Friday, September 5, 2014

Farmers' Market Chitchat

So here's what we talk about at the local farmers' market:

The award winning artisanal goat cheese lady couldn't answer a customer's question about why goat cheese doesn't melt and kept the conversation going with me. "I've been trying to figure it out for years but nobody seems to know," she said. "And it's also true that goat cheese sticks to itself, like clay. So for sure, it's easier to clean up. I know that."  I said that might be why the French now use soft goat cheese in lieu of softened butter to dip their breakfast radishes in before rolling them in sea salt.  The cheese seems to adhere to the moist pink radishes.  "I'll have to try that," she said. "Sounds mighty good. But I'd still like to know why goat cheese behaves so differently from cow's milk cheeses."  I asked if it really matters... to her making the cheese and her fans gobbling it up. "Not really, "she admitted. "But I'd just like to know. I like mysteries solved."  

One of the newer organic farmers had puntarelle, a beloved and rare southern Italian chicory. He had absolutely no idea how to cook it; he'd just decided to grow it along with its cousins the radicchio and treviso that restaurants were buying.  Puntarelle was a seriously exciting Eureka! it's so hard to come by in California, gourmet cooks and chefs complain all the time. Admittedly the bunch I got was thin but it's enough to get going. Bitter greens are crucial to a healthy diet because their nutrient dense immune system builders, stimulate digestion and have no calories. Arugula is less exotic than Puntarelle as are  turnip greens, mustard greens, chicory, radicchio, dandelion and endive. Don't forget them.

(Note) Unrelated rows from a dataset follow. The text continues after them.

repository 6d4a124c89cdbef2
//! Ingestion into a search backend
//!
//! - `bulk`: batched writes with position ids
//! - `poller`: waits until the last position is searchable
//! - `pipeline`: ingest-then-await entry points for scenarios

pub mod bulk;
pub mod pipeline;
pub mod poller;

pub use bulk::{BatchReport, BulkIngestor, IngestConfig, IngestError, IngestReport, DEFAULT_BATCH_SIZE};
pub use pipeline::{
    ingest_and_await, ingest_generated, load_training_data, unique_dataset_name, LoadError,
    TrainingLoad,
};
pub use poller::{id_within_tolerance, CompletionPoller, IngestTimeout, PollConfig, PollOutcome};
//! Synthetic time-series test harness
//!
//! Generates multi-entity series with controlled gaps, bulk-loads them into a
//! search endpoint, and waits until the load is visible to queries.

pub mod config;
pub mod ingest;
pub mod search;
pub mod synthetic;

pub use config::HarnessConfig;
pub use ingest::{
    ingest_and_await, ingest_generated, load_training_data, unique_dataset_name, BulkIngestor,
    CompletionPoller, IngestConfig, IngestError, PollConfig, PollOutcome, DEFAULT_BATCH_SIZE,
};
pub use search::{InMemoryBackend, OpenSearchClient, Schema, SearchBackend};
pub use synthetic::{
    GenerationResult, MissingMode, Record, SampleSeed, SampleSupply, SynthesisParams, Synthesizer,
};
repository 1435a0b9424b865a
mod bottom_panel;
mod callbacks;
mod config;
mod group;
mod height_controller;

pub use bottom_panel::BottomPanel;
pub use callbacks::{
    BottomPanelCallbacks, FlickDownHandler, HeightHandler, PanelCallbacks, ResizeVerdict,
    ResizedHandler, ResizingHandler,
};
pub use config::*;
pub use group::{PanelEvent, PanelGroup, PanelId, Subscription};
pub use height_controller::{DragPhase, PanelHeightController};
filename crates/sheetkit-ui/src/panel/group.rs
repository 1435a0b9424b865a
//! Event dispatch for a group of panels that share a screen.
//!
//! A group is created by the host and handed to each panel it owns. Panels
//! report open/close and resize transitions to the group; anything that needs
//! to react to another panel (backdrops, map padding, layout of sibling
//! chrome) subscribes here instead of reaching into the panels.

use indexmap::IndexMap;
use sheetkit_core::Scheduler;
use smallvec::SmallVec;
use std::cell::{Cell, RefCell};
use std::fmt;
use std::rc::{Rc, Weak};

#[derive(Clone, Copy, Debug, PartialEq, Eq, Hash, PartialOrd, Ord)]
pub struct PanelId(pub u32);

impl fmt::Display for PanelId {
    fn fmt(&self, f: &mut fmt::Formatter<'_>) -> fmt::Result {
        write!(f, "panel#{}", self.0)
    }
}

/// Transition reported by a panel. `top` is in viewport coordinates.
#[derive(Clone, Debug, PartialEq)]
pub enum PanelEvent<D> {
    Opened {
        panel: PanelId,
        height: f32,
        top: f32,
        app_data: D,
    },
    Closed {
        panel: PanelId,
        height: f32,
        top: f32,
        app_data: D,
    },
    /// Live drag update.
    Resizing { panel: PanelId, top: f32, app_data: D },
    /// A resize settled and was accepted.
    Resized {
        panel: PanelId,
        height: f32,
        top: f32,
        app_data: D,
    },
}

impl<D> PanelEvent<D> {
    pub fn panel(&self) -> PanelId {
        match self {
            PanelEvent::Opened { panel, .. }
            | PanelEvent::Closed { panel, .. }
            | PanelEvent::Resizing { panel, .. }
            | PanelEvent::Resized { panel, .. } => *panel,
        }
    }

    pub fn app_data(&self) -> &D {
        match self {
            PanelEvent::Opened { app_data, .. }
            | PanelEvent::Closed { app_data, .. }
            | PanelEvent::Resizing { app_data, .. }
            | PanelEvent::Resized { app_data, .. } => app_data,
        }
    }

    pub fn top(&self) -> f32 {
        match self {
            PanelEvent::Opened { top, .. }
            | PanelEvent::Closed { top, .. }
            | PanelEvent::Resizing { top, .. }
            | PanelEvent::Resized { top, .. } => *top,
        }
    }
}

type Listener<D> = Rc<dyn Fn(&PanelEvent<D>)>;

struct GroupInner<D> {
    scheduler: Scheduler,
    // Insertion-ordered so listeners run in subscription order.
    listeners: RefCell<IndexMap<u64, Listener<D>>>,
    next_listener: Cell<u64>,
    next_panel: Cell<u32>,
}

/// Shared dispatcher for one group of panels.
///
/// Delivery is synchronous and in emission order. The listener list is
/// snapshotted before each dispatch, so a listener may subscribe,
/// unsubscribe or emit while being called.
pub struct PanelGroup<D = ()> {
    inner: Rc<GroupInner<D>>,
}

impl<D> Clone for PanelGroup<D> {
    fn clone(&self) -> Self {
        Self {
            inner: self.inner.clone(),
        }
    }
}

impl<D: 'static> PanelGroup<D> {
    pub fn new(scheduler: Scheduler) -> Self {
        Self {
            inner: Rc::new(GroupInner {
                scheduler,
                listeners: RefCell::new(IndexMap::new()),
                next_listener: Cell::new(1),
                next_panel: Cell::new(1),
            }),
        }
    }

    pub fn scheduler(&self) -> &Scheduler {
        &self.inner.scheduler
    }

    /// Registers `listener`. It stays registered until the returned
    /// [`Subscription`] is dropped.
    pub fn subscribe(&self, listener: impl Fn(&PanelEvent<D>) + 'static) -> Subscription {
        let key = self.inner.next_listener.get();
        self.inner.next_listener.set(key + 1);
        self.inner
            .listeners
            .borrow_mut()
            .insert(key, Rc::new(listener));

        let weak: Weak<GroupInner<D>> = Rc::downgrade(&self.inner);
        Subscription {
            unsubscribe: Some(Box::new(move || {
                if let Some(inner) = weak.upgrade() {
                    let removed = inner.listeners.borrow_mut().shift_remove(&key);
                    drop(removed);
                }
            })),
        }
    }

    pub fn emit(&self, event: PanelEvent<D>) {
        let listeners: SmallVec<[Listener<D>; 4]> =
            self.inner.listeners.borrow().values().cloned().collect();
        log::trace!(
            "{} event for {} listener(s)",
            event.panel(),
            listeners.len()
        );
        for listener in listeners {
            listener(&event);
        }
    }

    pub fn allocate_panel_id(&self) -> PanelId {
        let id = self.inner.next_panel.get();
        self.inner.next_panel.set(id + 1);
        PanelId(id)
    }

    pub fn listener_count(&self) -> usize {
        self.inner.listeners.borrow().len()
    }
}

impl<D> fmt::Debug for PanelGroup<D> {
    fn fmt(&self, f: &mut fmt::Formatter<'_>) -> fmt::Result {
        f.debug_struct("PanelGroup")
            .field("listeners", &self.inner.listeners.borrow().len())
            .finish()
    }
}

/// Keeps a group listener registered.
#[must_use = "dropping a Subscription unsubscribes immediately"]
pub struct Subscription {
    unsubscribe: Option<Box<dyn FnOnce()>>,
}

impl Subscription {
    /// Keeps the listener registered for the lifetime of the group.
    pub fn detach(mut self) {
        self.unsubscribe = None;
    }
}

impl Drop for Subscription {
    fn drop(&mut self) {
        if let Some(unsubscribe) = self.unsubscribe.take() {
            unsubscribe();
        }
    }
}

impl fmt::Debug for Subscription {
    fn fmt(&self, f: &mut fmt::Formatter<'_>) -> fmt::Result {
        f.debug_struct("Subscription")
            .field("active", &self.unsubscribe.is_some())
            .finish()
    }
}
//! Flick velocity sampling.
//!
//! Panels only need to know how fast the finger was moving when it let go,
//! so the sampler keeps a single previous sample and derives a signed speed
//! from the last change in displacement.

/// Most recent displacement sample and the speed derived from it.
///
/// Speed is in displacement units per millisecond. Positive is toward the
/// bottom of the screen.
#[derive(Clone, Copy, Debug, Default, PartialEq)]
pub struct FlickSample {
    pub displacement: f32,
    pub time_ms: u64,
    pub speed: f32,
}

impl FlickSample {
    /// Fresh sample at drag start.
    pub fn start(time_ms: u64) -> Self {
        Self {
            displacement: 0.0,
            time_ms,
            speed: 0.0,
        }
    }

    /// Records a new displacement.
    ///
    /// Samples that repeat the previous displacement are dropped so a finger
    /// that stops before lifting does not reset the speed to zero. Two
    /// samples in the same millisecond count as one millisecond apart.
    pub fn record(&mut self, displacement: f32, time_ms: u64) {
        if !displacement.is_finite() || displacement == self.displacement {
            return;
        }
        let elapsed = time_ms.saturating_sub(self.time_ms).max(1) as f32;
        self.speed = (displacement - self.displacement) / elapsed;
        self.displacement = displacement;
        self.time_ms = time_ms;
    }

    /// Whether the current speed qualifies as a flick.
    pub fn is_flick(&self, threshold: f32) -> bool {
        self.speed.abs() > threshold
    }
}
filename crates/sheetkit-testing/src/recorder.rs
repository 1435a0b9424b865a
//! Records host callbacks and group events into a single ordered log.

use sheetkit_ui::{
    BottomPanelCallbacks, PanelCallbacks, PanelEvent, PanelGroup, PanelId, ResizeVerdict,
    Subscription,
};
use std::cell::{Cell, RefCell};
use std::rc::Rc;

/// One observed notification.
#[derive(Clone, Debug, PartialEq)]
pub enum EventKind {
    Open(f32),
    Close(f32),
    AutoClose,
    Resizing(f32),
    Resized(f32, f32),
    FlickDown,
    GroupOpened(PanelId, f32),
    GroupClosed(PanelId, f32),
    GroupResizing(PanelId, f32),
    GroupResized(PanelId, f32),
}

struct RecorderState {
    events: RefCell<Vec<EventKind>>,
    verdict: Cell<ResizeVerdict>,
    delay_restore_on_flick: Cell<bool>,
}

/// Shared log. Clones append to the same list.
#[derive(Clone)]
pub struct EventRecorder {
    state: Rc<RecorderState>,
}

impl Default for EventRecorder {
    fn default() -> Self {
        Self::new()
    }
}

impl EventRecorder {
    pub fn new() -> Self {
        Self {
            state: Rc::new(RecorderState {
                events: RefCell::new(Vec::new()),
                verdict: Cell::new(ResizeVerdict::Accept),
                delay_restore_on_flick: Cell::new(false),
            }),
        }
    }

    /// Answer returned from the recorded `on_resized` handler.
    pub fn set_verdict(&self, verdict: ResizeVerdict) {
        self.state.verdict.set(verdict);
    }

    /// Answer returned from the recorded `on_flick_down` handler.
    pub fn set_delay_restore_on_flick(&self, delay: bool) {
        self.state.delay_restore_on_flick.set(delay);
    }

    pub fn push(&self, event: EventKind) {
        self.state.events.borrow_mut().push(event);
    }

    pub fn events(&self) -> Vec<EventKind> {
        self.state.events.borrow().clone()
    }

    pub fn take(&self) -> Vec<EventKind> {
        std::mem::take(&mut *self.state.events.borrow_mut())
    }

    pub fn count(&self, matches: impl Fn(&EventKind) -> bool) -> usize {
        self.state
            .events
            .borrow()
            .iter()
            .filter(|event| matches(event))
            .count()
    }

    pub fn clear(&self) {
        self.state.events.borrow_mut().clear();
    }

    /// Controller callbacks that log into this recorder.
    pub fn panel_callbacks(&self) -> PanelCallbacks {
        let (resizing, resized, flick) = (self.clone(), self.clone(), self.clone());
        PanelCallbacks::new()
            .on_resizing(move |top| resizing.push(EventKind::Resizing(top)))
            .on_resized(move |height, top| {
                resized.push(EventKind::Resized(height, top));
                resized.state.verdict.get()
            })
            .on_flick_down(move || {
                flick.push(EventKind::FlickDown);
                flick.state.delay_restore_on_flick.get()
            })
    }

    /// Bottom panel callbacks that log into this recorder. `on_auto_close`
    /// is left to the caller since closing is the host's decision.
    pub fn bottom_panel_callbacks(&self) -> BottomPanelCallbacks {
        let (open, close) = (self.clone(), self.clone());
        BottomPanelCallbacks::new()
            .with_panel(self.panel_callbacks())
            .on_open(move |height| open.push(EventKind::Open(height)))
            .on_close(move |height| close.push(EventKind::Close(height)))
    }

    /// Logs every event of `group` until the subscription is dropped.
    pub fn observe<D: 'static>(&self, group: &PanelGroup<D>) -> Subscription {
        let recorder = self.clone();
        group.subscribe(move |event| {
            recorder.push(match *event {
                PanelEvent::Opened { panel, top, .. } => EventKind::GroupOpened(panel, top),
                PanelEvent::Closed { panel, top, .. } => EventKind::GroupClosed(panel, top),
                PanelEvent::Resizing { panel, top, .. } => EventKind::GroupResizing(panel, top),
                PanelEvent::Resized { panel, height, .. } => EventKind::GroupResized(panel, height),
            })
        })
    }
}
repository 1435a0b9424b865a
pub mod input;
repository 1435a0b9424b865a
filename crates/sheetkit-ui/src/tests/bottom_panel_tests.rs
use super::*;
use crate::panel::group::Subscription;
use crate::test_support::StubLayout;
use sheetkit_core::Scheduler;
use std::cell::Cell;

type Events = Rc<RefCell<Vec<PanelEvent<&'static str>>>>;

fn record(group: &PanelGroup<&'static str>) -> (Events, Subscription) {
    let events: Events = Rc::new(RefCell::new(Vec::new()));
    let sink = events.clone();
    let subscription = group.subscribe(move |event| sink.borrow_mut().push(event.clone()));
    (events, subscription)
}

fn kinds(events: &Events) -> Vec<(&'static str, PanelId)> {
    events
        .borrow()
        .iter()
        .map(|event| {
            let kind = match event {
                PanelEvent::Opened { .. } => "opened",
                PanelEvent::Closed { .. } => "closed",
                PanelEvent::Resizing { .. } => "resizing",
                PanelEvent::Resized { .. } => "resized",
            };
            (kind, event.panel())
        })
        .collect()
}

fn panel(
    group: &PanelGroup<&'static str>,
    name: &'static str,
    callbacks: BottomPanelCallbacks,
) -> (BottomPanel<&'static str>, Rc<StubLayout>) {
    let layout = StubLayout::closed(800.0, 300.0, 300.0);
    let panel = BottomPanel::new(
        layout.clone(),
        group,
        BottomPanelConfig::new(name),
        callbacks,
    );
    panel.mount();
    (panel, layout)
}

/// Auto-close handler that closes `slot`'s panel, as a host would.
fn closing_host(
    slot: &Rc<RefCell<Option<BottomPanel<&'static str>>>>,
    count: &Rc<Cell<usize>>,
) -> impl Fn() {
    let (slot, count) = (slot.clone(), count.clone());
    move || {
        count.set(count.get() + 1);
        if let Some(panel) = slot.borrow().as_ref() {
            panel.set_open(false);
        }
    }
}

#[test]
fn mount_captures_hidden_position() {
    let group = PanelGroup::new(Scheduler::new());
    let (panel, layout) = panel(&group, "layers", BottomPanelCallbacks::new());
    assert!(!panel.is_open());
    assert_eq!(panel.top_when_closed(), Some(800.0));
    assert_eq!(layout.last_applied().map(|c| c.open), Some(false));
}

#[test]
fn open_notifies_host_then_group_on_next_turn() {
    let group = PanelGroup::new(Scheduler::new());
    let (events, _subscription) = record(&group);
    let opened_with = Rc::new(Cell::new(None));
    let sink = opened_with.clone();
    let (panel, layout) = panel(
        &group,
        "layers",
        BottomPanelCallbacks::new().on_open(move |height| sink.set(Some(height))),
    );

    panel.set_open(true);
    assert_eq!(opened_with.get(), Some(300.0));
    assert_eq!(layout.top(), 500.0);
    assert!(events.borrow().is_empty());

    group.scheduler().run_pending();
    assert_eq!(
        *events.borrow(),
        vec![PanelEvent::Opened {
            panel: panel.id(),
            height: 300.0,
            top: 500.0,
            app_data: "layers",
        }]
    );

    // Same value again is not a transition.
    panel.set_open(true);
    group.scheduler().run_pending();
    assert_eq!(events.borrow().len(), 1);
}

#[test]
fn close_is_reported_synchronously() {
    let group = PanelGroup::new(Scheduler::new());
    let (events, _subscription) = record(&group);
    let closes = Rc::new(Cell::new(0));
    let sink = closes.clone();
    let (panel, _) = panel(
        &group,
        "layers",
        BottomPanelCallbacks::new().on_close(move |_| sink.set(sink.get() + 1)),
    );
    panel.set_open(true);
    group.scheduler().run_pending();

    panel.set_open(false);
    assert_eq!(closes.get(), 1);
    assert_eq!(
        events.borrow().last(),
        Some(&PanelEvent::Closed {
            panel: panel.id(),
            height: 300.0,
            top: 1_100.0,
            app_data: "layers",
        })
    );
}

#[test]
fn displaced_panel_closes_before_the_new_one_opens() {
    let group = PanelGroup::new(Scheduler::new());
    let (events, _subscription) = record(&group);
    let (search, _) = panel(&group, "search", BottomPanelCallbacks::new());
    let (layers, _) = panel(&group, "layers", BottomPanelCallbacks::new());

    search.set_open(true);
    group.scheduler().run_pending();

    // Host swaps panels in one pass, opening first.
    layers.set_open(true);
    search.set_open(false);
    group.scheduler().run_pending();

    assert_eq!(
        kinds(&events),
        vec![
            ("opened", search.id()),
            ("closed", search.id()),
            ("opened", layers.id()),
        ]
    );
}

#[test]
fn open_then_close_in_one_pass_is_never_announced_as_open() {
    let group = PanelGroup::new(Scheduler::new());
    let (events, _subscription) = record(&group);
    let (panel, _) = panel(&group, "layers", BottomPanelCallbacks::new());
    panel.set_open(true);
    panel.set_open(false);
    group.scheduler().run_pending();
    assert_eq!(kinds(&events), vec![("closed", panel.id())]);
}

#[test]
fn live_and_settled_resizes_reach_the_group() {
    let group = PanelGroup::new(Scheduler::new());
    let (events, _subscription) = record(&group);
    let (panel, _) = panel(&group, "layers", BottomPanelCallbacks::new());
    panel.set_open(true);
    group.scheduler().run_pending();
    events.borrow_mut().clear();

    let controller = panel.controller();
    controller.drag_start();
    group.scheduler().advance_by(1_000);
    controller.drag(100.0);
    controller.drag_end();

    assert_eq!(
        *events.borrow(),
        vec![
            PanelEvent::Resizing {
                panel: panel.id(),
                top: 600.0,
                app_data: "layers",
            },
            PanelEvent::Resized {
                panel: panel.id(),
                height: 200.0,
                top: 600.0,
                app_data: "layers",
            },
        ]
    );
}

#[test]
fn rejected_resize_is_not_broadcast() {
    let group = PanelGroup::new(Scheduler::new());
    let (events, _subscription) = record(&group);
    let callbacks = BottomPanelCallbacks::new()
        .with_panel(PanelCallbacks::new().on_resized(|_, _| ResizeVerdict::Reject));
    let (panel, layout) = panel(&group, "layers", callbacks);
    panel.set_open(true);
    group.scheduler().run_pending();

    let controller = panel.controller();
    controller.drag_start();
    group.scheduler().advance_by(1_000);
    controller.drag(100.0);
    controller.drag_end();

    assert!(!kinds(&events).contains(&("resized", panel.id())));
    assert_eq!(layout.height.get(), 300.0);
}

#[test]
fn dragging_below_threshold_auto_closes() {
    let group = PanelGroup::new(Scheduler::new());
    let (events, _subscription) = record(&group);
    let slot = Rc::new(RefCell::new(None));
    let auto_closes = Rc::new(Cell::new(0));
    let closes = Rc::new(Cell::new(0));
    let resized = Rc::new(Cell::new(0));
    let (close_sink, resized_sink) = (closes.clone(), resized.clone());
    let callbacks = BottomPanelCallbacks::new()
        .with_panel(PanelCallbacks::new().on_resized(move |_, _| {
            resized_sink.set(resized_sink.get() + 1);
            ResizeVerdict::Accept
        }))
        .on_close(move |_| close_sink.set(close_sink.get() + 1))
        .on_auto_close(closing_host(&slot, &auto_closes));
    let (panel, layout) = panel(&group, "layers", callbacks);
    *slot.borrow_mut() = Some(panel.clone());
    panel.set_open(true);
    group.scheduler().run_pending();

    let controller = panel.controller();
    controller.drag_start();
    group.scheduler().advance_by(1_000);
    controller.drag(200.0);
    controller.drag_end();

    assert_eq!(auto_closes.get(), 1);
    assert!(!panel.is_open());
    assert_eq!(closes.get(), 0, "auto-close suppresses on_close");
    assert_eq!(resized.get(), 0);
    assert!(kinds(&events).contains(&("closed", panel.id())));
    assert_eq!(layout.height.get(), 100.0);

    // Size comes back once the close transition is over.
    group.scheduler().advance_by(350);
    assert_eq!(layout.height.get(), 300.0);

    // The suppression applies once.
    panel.set_open(true);
    panel.set_open(false);
    assert_eq!(closes.get(), 1);
}

#[test]
fn flick_down_on_open_panel_auto_closes() {
    let group = PanelGroup::new(Scheduler::new());
    let slot = Rc::new(RefCell::new(None));
    let auto_closes = Rc::new(Cell::new(0));
    let callbacks = BottomPanelCallbacks::new().on_auto_close(closing_host(&slot, &auto_closes));
    let (panel, layout) = panel(&group, "layers", callbacks);
    *slot.borrow_mut() = Some(panel.clone());
    panel.set_open(true);

    let controller = panel.controller();
    controller.drag_start();
    group.scheduler().advance_by(10);
    controller.drag(60.0);
    controller.drag_end();

    assert_eq!(auto_closes.get(), 1);
    assert!(!panel.is_open());
    group.scheduler().advance_by(350);
    assert_eq!(layout.height.get(), 300.0);
}

fn flick_down_short_panel(
    group: &PanelGroup<&'static str>,
    callbacks: BottomPanelCallbacks,
) -> BottomPanel<&'static str> {
    let layout = StubLayout::closed(800.0, 100.0, 100.0);
    let panel = BottomPanel::new(layout, group, BottomPanelConfig::new("layers"), callbacks);
    panel.mount();
    panel
}

fn flick_down(panel: &BottomPanel<&'static str>, scheduler: &Scheduler) {
    let controller = panel.controller();
    controller.drag_start();
    scheduler.advance_by(10);
    controller.drag(30.0);
    controller.drag_end();
}

#[test]
fn flick_down_below_threshold_auto_closes_once() {
    let group = PanelGroup::new(Scheduler::new());
    let auto_closes = Rc::new(Cell::new(0));
    let flick_downs = Rc::new(Cell::new(0));
    let (auto_sink, flick_sink) = (auto_closes.clone(), flick_downs.clone());
    // Host that closes on a later turn.
    let callbacks = BottomPanelCallbacks::new()
        .with_panel(PanelCallbacks::new().on_flick_down(move || {
            flick_sink.set(flick_sink.get() + 1);
            false
        }))
        .on_auto_close(move || auto_sink.set(auto_sink.get() + 1));
    let panel = flick_down_short_panel(&group, callbacks);
    panel.set_open(true);

    flick_down(&panel, group.scheduler());
    assert_eq!(auto_closes.get(), 1);
    assert_eq!(flick_downs.get(), 0);
}

#[test]
fn flick_down_below_threshold_with_closing_host_skips_flick_handler() {
    let group = PanelGroup::new(Scheduler::new());
    let slot = Rc::new(RefCell::new(None));
    let auto_closes = Rc::new(Cell::new(0));
    let flick_downs = Rc::new(Cell::new(0));
    let flick_sink = flick_downs.clone();
    let callbacks = BottomPanelCallbacks::new()
        .with_panel(PanelCallbacks::new().on_flick_down(move || {
            flick_sink.set(flick_sink.get() + 1);
            false
        }))
        .on_auto_close(closing_host(&slot, &auto_closes));
    let panel = flick_down_short_panel(&group, callbacks);
    *slot.borrow_mut() = Some(panel.clone());
    panel.set_open(true);

    flick_down(&panel, group.scheduler());
    assert_eq!(auto_closes.get(), 1);
    assert_eq!(flick_downs.get(), 0);
    assert!(!panel.is_open());
}

#[test]
fn no_auto_close_without_threshold() {
    let group = PanelGroup::new(Scheduler::new());
    let auto_closes = Rc::new(Cell::new(0));
    let sink = auto_closes.clone();
    let layout = StubLayout::closed(800.0, 300.0, 300.0);
    let panel = BottomPanel::new(
        layout.clone(),
        &group,
        BottomPanelConfig::new("layers").with_auto_close_height(None),
        BottomPanelCallbacks::new().on_auto_close(move || sink.set(sink.get() + 1)),
    );
    panel.mount();
    panel.set_open(true);

    let controller = panel.controller();
    controller.drag_start();
    group.scheduler().advance_by(1_000);
    controller.drag(200.0);
    controller.drag_end();

    assert_eq!(auto_closes.get(), 0);
    assert!(panel.is_open());
    assert_eq!(controller.height(), crate::PanelHeight::Px(100.0));
}

#[test]
fn dispose_drops_pending_announcement() {
    let group = PanelGroup::new(Scheduler::new());
    let (events, _subscription) = record(&group);
    let (panel, _) = panel(&group, "layers", BottomPanelCallbacks::new());
    panel.set_open(true);
    panel.dispose();
    group.scheduler().run_pending();
    assert!(events.borrow().is_empty());
}
use sheetkit_ui_graphics::Point;
use smallvec::SmallVec;

#[derive(Clone, Copy, Debug, PartialEq, Eq)]
pub enum PointerEventKind {
    Down,
    Move,
    Up,
    Cancel,
}

/// Raw touch event as delivered by the host.
///
/// `touches` holds every contact currently on the surface, not just the one
/// that changed. Gesture recognisers only act on single-contact events.
#[derive(Clone, Debug, PartialEq)]
pub struct TouchEvent {
    pub kind: PointerEventKind,
    pub touches: SmallVec<[Point; 2]>,
}

impl TouchEvent {
    pub fn new(kind: PointerEventKind, touches: impl IntoIterator<Item = Point>) -> Self {
        Self {
            kind,
            touches: touches.into_iter().collect(),
        }
    }

    pub fn down(position: Point) -> Self {
        Self::new(PointerEventKind::Down, [position])
    }

    pub fn moved(position: Point) -> Self {
        Self::new(PointerEventKind::Move, [position])
    }

    /// Touch end. Platforms report the lifted finger as gone, so no contacts.
    pub fn up() -> Self {
        Self {
            kind: PointerEventKind::Up,
            touches: SmallVec::new(),
        }
    }

    pub fn cancel() -> Self {
        Self {
            kind: PointerEventKind::Cancel,
            touches: SmallVec::new(),
        }
    }

    /// The only contact, if there is exactly one.
    pub fn single_touch(&self) -> Option<Point> {
        match self.touches.as_slice() {
            [only] => Some(*only),
            _ => None,
        }
    }
}
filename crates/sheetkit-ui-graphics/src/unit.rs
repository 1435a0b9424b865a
//! Unit types: Dp

/// Density-independent pixels
#[derive(Clone, Copy, Debug, PartialEq, PartialOrd)]
pub struct Dp(pub f32);

impl Dp {
    pub fn to_px(&self, density: f32) -> f32 {
        self.0 * density
    }
}
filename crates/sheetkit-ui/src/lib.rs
//! Panels for sheetkit: the resizable-panel gesture and layout engine.
//!
//! [`PanelHeightController`] is the state machine behind every resizable
//! surface. [`BottomPanel`] adds host-driven open/close semantics on top of
//! it and reports to a shared [`PanelGroup`]. [`TouchDragHandle`] connects
//! raw touch input to a controller.
//!
//! Nothing here renders. Geometry comes in through [`LayoutProbe`], which the
//! host's rendering layer implements.

pub mod drag_handle;
pub mod layout_probe;
pub mod panel;

#[cfg(test)]
mod test_support;

pub use drag_handle::TouchDragHandle;
pub use layout_probe::{HeightConstraints, LayoutProbe, PanelHeight, Viewport};
pub use panel::{
    BottomPanel, BottomPanelCallbacks, BottomPanelConfig, DragPhase, PanelCallbacks,
    PanelConfig, PanelEvent, PanelGroup, PanelHeightController, PanelId, ResizeVerdict,
    Subscription,
};

pub mod prelude {
    pub use crate::drag_handle::TouchDragHandle;
    pub use crate::layout_probe::*;
    pub use crate::panel::*;
    pub use sheetkit_foundation::prelude::*;
    pub use sheetkit_ui_graphics::prelude::*;
}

Romans have an eponymous, legendary salad made from this particular winter green, Puntarelle. They strip the leaves and slice the stems lengthwise into thinnest strips. These are soaked in cold water for at least an hour so they soften and above all curl. Then the curlicues are dried and served with an anchovy garlic olive oil dressing. Nobody whose eaten bitter puntarelle served salty like this ever forgets. I'm on it for tonight!  The leaves, which look like the dandelion's twin, are good for sauteeing with lots of garlic. In fact that's what made me so excited about this find: in Puglia, the southern tip of Italy often called the heel of the boot, natives famously eat a noontime dish of mashed fava beans laced with bitter chicories--an extraordinarily healthy, lo cal and colorful meal with crusty bread and a chunk of hard cheese. I love it and keep cans of fava beans on hand. So now I can make the real thing...



(Canned fava beans are often sold by Arabic brands as Ful; I use Sahadi cans. You can empty the can into a pot and make delicious Ful (recipe in Veggiyana, the Dharma of Cooking,  or you can go a step further by cooking it a bit longer then pureeing it with extra olive oil before you add the garlic sauteed greens. )

Still high from the prospects promised by the puntarelle find, I went to the fruit man to check out what he had. "Not much," he said. "Just fresh crop of rhubarb."  Rhubarb redux!  What wonderful news. I spent much of late spring cooking it down with vanilla, star anise, currants and cardamom into a thick, tasty sauce for spicy fried chicken. Everybody wanted me to make them some. When I got really lazy I just stewed some up with raisins and orange juice for breakfast. Now it's back just when melons have disappeared throwing my daily breakfast fruit in jeopardy. I grabbed a pound for $3.00.

Then I got garlic I know isn't tainted by Chinese chemicals or night-soil like the cheap supermarket bulbs could be, and fresh ears of corn not genetically engineered with pesticide inside. My basket was heavy. "You certainly look very happy," someone said watching me head toward my car. "Yes," I said. It's only 9:30 and already It's been a banner day."